In this case report, the patient was anesthetized with topical gel anesthesia only, in agreement with the literature reports, where this type of topical anesthesia has been sufficient for surgical removal,26-27 thus favoring children’s healthcare, since studies have shown that children are more collaborative during restorative and surgical procedures with laser.28
Lasers have proven to be the best option for the treatment of large oral fibrotic lesions, with a bleeding-free surgical area and with no postoperative complications.11 The disadvantages of lasers for the removal of soft tissue include: the cost of laser is significantly higher than that of conventional surgery; due to the potential danger of laser light, using laser requires a longer learning curve and strict precautions; laser can cause eye damage, so protective glasses are required while using it; a characteristic “burnt mucosa” odor is experienced during the procedure.
CONCLUSIONS
In this case report, results were obtained in accordance with the findings of the literature, both during surgery and in the postoperative period.
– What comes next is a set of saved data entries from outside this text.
//! Built-in component schemas.
//!
//! Mirrors the palette the visual editor offers: per-component prop types,
//! defaults, allowed option sets, and which props accept bindings. Updates
//! that rename a node are validated against these schemas before they are
//! applied.

use serde::{Deserialize, Serialize};
use serde_json::{json, Value};
use std::collections::BTreeMap;
use std::sync::OnceLock;
use vrn_parser::{PropEntry, PropValue};

#[derive(Debug, Clone, PartialEq, Serialize, Deserialize)]
#[serde(rename_all = "camelCase")]
pub struct ComponentDefinition {
    pub name: String,
    pub category: String,
    pub props: BTreeMap<String, PropDefinition>,
    /// Props that may carry a `state.*` / `actions.*` binding
    pub bindable: Vec<String>,
}

#[derive(Debug, Clone, PartialEq, Serialize, Deserialize)]
pub struct PropDefinition {
    #[serde(rename = "type")]
    pub ty: PropType,

    #[serde(skip_serializing_if = "Option::is_none")]
    pub default: Option<Value>,

    #[serde(default)]
    pub required: bool,

    #[serde(skip_serializing_if = "Option::is_none")]
    pub options: Option<Vec<Value>>,
}

#[derive(Debug, Clone, Copy, PartialEq, Eq, Serialize, Deserialize)]
#[serde(rename_all = "lowercase")]
pub enum PropType {
    String,
    Number,
    Boolean,
}

const SPACING: [i64; 11] = [0, 1, 2, 3, 4, 5, 6, 8, 10, 12, 16];
const COLORS: [&str; 12] = [
    "primary",
    "primaryDark",
    "secondary",
    "success",
    "warning",
    "danger",
    "info",
    "text",
    "textLight",
    "surface",
    "background",
    "border",
];
const COLS: [i64; 12] = [1, 2, 3, 4, 5, 6, 7, 8, 9, 10, 11, 12];

/// All built-in component definitions
pub fn definitions() -> &'static [ComponentDefinition] {
    static DEFINITIONS: OnceLock<Vec<ComponentDefinition>> = OnceLock::new();
    DEFINITIONS.get_or_init(build_definitions)
}

pub fn find(name: &str) -> Option<&'static ComponentDefinition> {
    definitions().iter().find(|def| def.name == name)
}

/// Validate a prop set against a component's schema.
///
/// Unknown components pass (custom components are out of schema scope);
/// `RawExpression` values pass as recognized-but-unverifiable. Everything
/// else must match the declared type, option set, and bindability.
pub fn validate_props(component: &str, props: &[PropEntry]) -> Result<(), Vec<String>> {
    let def = match find(component) {
        Some(def) => def,
        None => return Ok(()),
    };

    let mut violations = Vec::new();

    for entry in props {
        // Event props carry handlers, which schemas don't model
        if entry.name.starts_with("on") {
            match &entry.value {
                PropValue::BindingExpression { .. } | PropValue::RawExpression { .. } => {}
                _ => violations.push(format!(
                    "event prop '{}' on <{}> must be an expression",
                    entry.name, component
                )),
            }
            continue;
        }

        let prop_def = match def.props.get(&entry.name) {
            Some(prop_def) => prop_def,
            None => {
                violations.push(format!(
                    "unknown prop '{}' on <{}>",
                    entry.name, component
                ));
                continue;
            }
        };

        match &entry.value {
            PropValue::BindingExpression { .. } => {
                if !def.bindable.iter().any(|name| name == &entry.name) {
                    violations.push(format!(
                        "prop '{}' on <{}> is not bindable",
                        entry.name, component
                    ));
                }
            }
            PropValue::RawExpression { .. } => {}
            PropValue::StringLiteral { value } => {
                check_literal(component, entry, prop_def, PropType::String, &json!(value), &mut violations);
            }
            PropValue::NumberLiteral { value } => {
                check_literal(component, entry, prop_def, PropType::Number, &json!(value), &mut violations);
            }
            PropValue::BooleanLiteral { value } => {
                check_literal(component, entry, prop_def, PropType::Boolean, &json!(value), &mut violations);
            }
            PropValue::BooleanShorthand => {
                check_literal(component, entry, prop_def, PropType::Boolean, &json!(true), &mut violations);
            }
            PropValue::NullLiteral => {
                violations.push(format!(
                    "prop '{}' on <{}> cannot be null",
                    entry.name, component
                ));
            }
        }
    }

    if violations.is_empty() {
        Ok(())
    } else {
        Err(violations)
    }
}

fn check_literal(
    component: &str,
    entry: &PropEntry,
    prop_def: &PropDefinition,
    actual: PropType,
    value: &Value,
    violations: &mut Vec<String>,
) {
    if prop_def.ty != actual {
        violations.push(format!(
            "prop '{}' on <{}> expects {:?}",
            entry.name, component, prop_def.ty
        ));
        return;
    }

    if let Some(options) = &prop_def.options {
        let matches = options.iter().any(|option| match (option, value) {
            (Value::Number(a), Value::Number(b)) => {
                a.as_f64() == b.as_f64()
            }
            (a, b) => a == b,
        });
        if !matches {
            violations.push(format!(
                "prop '{}' on <{}> does not allow value {}",
                entry.name, component, value
            ));
        }
    }
}

// Schema construction helpers

fn string_prop(default: Option<&str>, required: bool, options: Option<&[&str]>) -> PropDefinition {
    PropDefinition {
        ty: PropType::String,
        default: default.map(|s| json!(s)),
        required,
        options: options.map(|opts| opts.iter().map(|o| json!(o)).collect()),
    }
}

fn number_prop(default: Option<i64>, required: bool, options: Option<&[i64]>) -> PropDefinition {
    PropDefinition {
        ty: PropType::Number,
        default: default.map(|n| json!(n)),
        required,
        options: options.map(|opts| opts.iter().map(|o| json!(o)).collect()),
    }
}

fn bool_prop(default: bool) -> PropDefinition {
    PropDefinition {
        ty: PropType::Boolean,
        default: Some(json!(default)),
        required: false,
        options: None,
    }
}

fn component(
    name: &str,
    category: &str,
    props: Vec<(&str, PropDefinition)>,
    bindable: &[&str],
) -> ComponentDefinition {
    ComponentDefinition {
        name: name.to_string(),
        category: category.to_string(),
        props: props
            .into_iter()
            .map(|(prop_name, def)| (prop_name.to_string(), def))
            .collect(),
        bindable: bindable.iter().map(|s| s.to_string()).collect(),
    }
}

fn build_definitions() -> Vec<ComponentDefinition> {
    vec![
        component(
            "Screen",
            "Layout",
            vec![
                ("safe", bool_prop(false)),
                ("scroll", bool_prop(false)),
                ("bg", string_prop(Some("transparent"), false, Some(&COLORS))),
                ("p", number_prop(Some(0), false, Some(&SPACING))),
            ],
            &["bg"],
        ),
        component(
            "Stack",
            "Layout",
            vec![
                ("spacing", number_prop(Some(0), false, Some(&SPACING))),
                (
                    "align",
                    string_prop(
                        Some("stretch"),
                        false,
                        Some(&["stretch", "flex-start", "flex-end", "center", "baseline"]),
                    ),
                ),
                (
                    "justify",
                    string_prop(
                        Some("flex-start"),
                        false,
                        Some(&[
                            "flex-start",
                            "flex-end",
                            "center",
                            "space-between",
                            "space-around",
                            "space-evenly",
                        ]),
                    ),
                ),
                ("p", number_prop(Some(0), false, Some(&SPACING))),
                ("dividers", bool_prop(false)),
            ],
            &["spacing", "align", "justify"],
        ),
        component(
            "HStack",
            "Layout",
            vec![
                ("spacing", number_prop(Some(0), false, Some(&SPACING))),
                (
                    "align",
                    string_prop(
                        Some("center"),
                        false,
                        Some(&["stretch", "flex-start", "flex-end", "center", "baseline"]),
                    ),
                ),
                (
                    "justify",
                    string_prop(
                        Some("flex-start"),
                        false,
                        Some(&[
                            "flex-start",
                            "flex-end",
                            "center",
                            "space-between",
                            "space-around",
                            "space-evenly",
                        ]),
                    ),
                ),
                ("wrap", bool_prop(false)),
            ],
            &["spacing", "align", "justify"],
        ),
        component(
            "Grid",
            "Layout",
            vec![
                ("cols", number_prop(Some(2), true, Some(&COLS))),
                ("gap", number_prop(Some(4), false, Some(&SPACING))),
                ("colsMd", number_prop(None, false, Some(&COLS))),
                ("colsLg", number_prop(None, false, Some(&COLS))),
            ],
            &["cols", "gap"],
        ),
        component(
            "Text",
            "Typography",
            vec![
                ("children", string_prop(Some("Text Content"), true, None)),
                (
                    "variant",
                    string_prop(
                        Some("body"),
                        false,
                        Some(&["h1", "h2", "h3", "body", "caption", "label"]),
                    ),
                ),
                ("color", string_prop(Some("text"), false, Some(&COLORS))),
                (
                    "align",
                    string_prop(
                        Some("left"),
                        false,
                        Some(&["left", "center", "right", "justify"]),
                    ),
                ),
                (
                    "weight",
                    string_prop(
                        Some("normal"),
                        false,
                        Some(&["normal", "medium", "semibold", "bold"]),
                    ),
                ),
                ("numberOfLines", number_prop(None, false, None)),
            ],
            &["children", "color", "variant"],
        ),
        component(
            "Button",
            "Inputs",
            vec![
                ("children", string_prop(Some("Button"), true, None)),
                (
                    "variant",
                    string_prop(
                        Some("primary"),
                        false,
                        Some(&["primary", "secondary", "ghost", "danger"]),
                    ),
                ),
                ("size", string_prop(Some("md"), false, Some(&["sm", "md", "lg"]))),
                ("fullWidth", bool_prop(false)),
                ("disabled", bool_prop(false)),
                ("loading", bool_prop(false)),
            ],
            &["children", "disabled", "loading"],
        ),
        component(
            "Input",
            "Inputs",
            vec![
                ("placeholder", string_prop(Some("Enter text..."), false, None)),
                (
                    "type",
                    string_prop(
                        Some("text"),
                        false,
                        Some(&["text", "email", "password", "number", "phone"]),
                    ),
                ),
                ("size", string_prop(Some("md"), false, Some(&["sm", "md", "lg"]))),
                (
                    "variant",
                    string_prop(
                        Some("outline"),
                        false,
                        Some(&["outline", "filled", "underline"]),
                    ),
                ),
                ("error", bool_prop(false)),
                ("disabled", bool_prop(false)),
            ],
            &["placeholder", "disabled", "error"],
        ),
        component(
            "Image",
            "Media",
            vec![
                (
                    "source",
                    string_prop(Some("https://via.placeholder.com/150"), true, None),
                ),
                ("alt", string_prop(Some("Image"), false, None)),
                ("ratio", string_prop(None, false, None)),
                (
                    "fit",
                    string_prop(
                        Some("cover"),
                        false,
                        Some(&["cover", "contain", "stretch", "repeat", "center"]),
                    ),
                ),
                (
                    "rounded",
                    string_prop(
                        Some("none"),
                        false,
                        Some(&["none", "sm", "md", "lg", "xl", "full"]),
                    ),
                ),
                (
                    "loading",
                    string_prop(Some("lazy"), false, Some(&["lazy", "eager"])),
                ),
            ],
            &["source", "alt"],
        ),
        component(
            "Avatar",
            "Media",
            vec![
                ("source", string_prop(None, false, None)),
                (
                    "size",
                    string_prop(Some("md"), false, Some(&["xs", "sm", "md", "lg", "xl"])),
                ),
                ("fallback", string_prop(Some("U"), false, None)),
                (
                    "shape",
                    string_prop(Some("circle"), false, Some(&["circle", "square"])),
                ),
            ],
            &["source", "fallback"],
        ),
        component(
            "Card",
            "Containers",
            vec![
                ("p", number_prop(Some(4), false, Some(&SPACING))),
                (
                    "shadow",
                    string_prop(Some("md"), false, Some(&["none", "sm", "md", "lg"])),
                ),
                (
                    "rounded",
                    string_prop(Some("md"), false, Some(&["none", "sm", "md", "lg", "xl"])),
                ),
                ("border", bool_prop(false)),
            ],
            &["p", "shadow"],
        ),
        component(
            "Divider",
            "Containers",
            vec![
                (
                    "orientation",
                    string_prop(Some("horizontal"), false, Some(&["horizontal", "vertical"])),
                ),
                (
                    "thickness",
                    number_prop(Some(1), false, Some(&[1, 2, 3, 4, 5, 6, 7, 8, 9, 10])),
                ),
                ("color", string_prop(Some("border"), false, Some(&COLORS))),
                ("spacing", number_prop(Some(2), false, Some(&SPACING))),
            ],
            &["color", "spacing"],
        ),
    ]
}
Only topical anesthesia was used and there was no bleeding, which allowed an excellent view of the surgical area and operative control. The patient did not refer any pain or scar; no recurrence has occurred even after a year and a half of follow up. The acceptance, collaboration and satisfaction of the patient and his relatives are outstanding.
Following the protocols of the diode laser use can yield excellent results because it is a relatively simple and very safe method.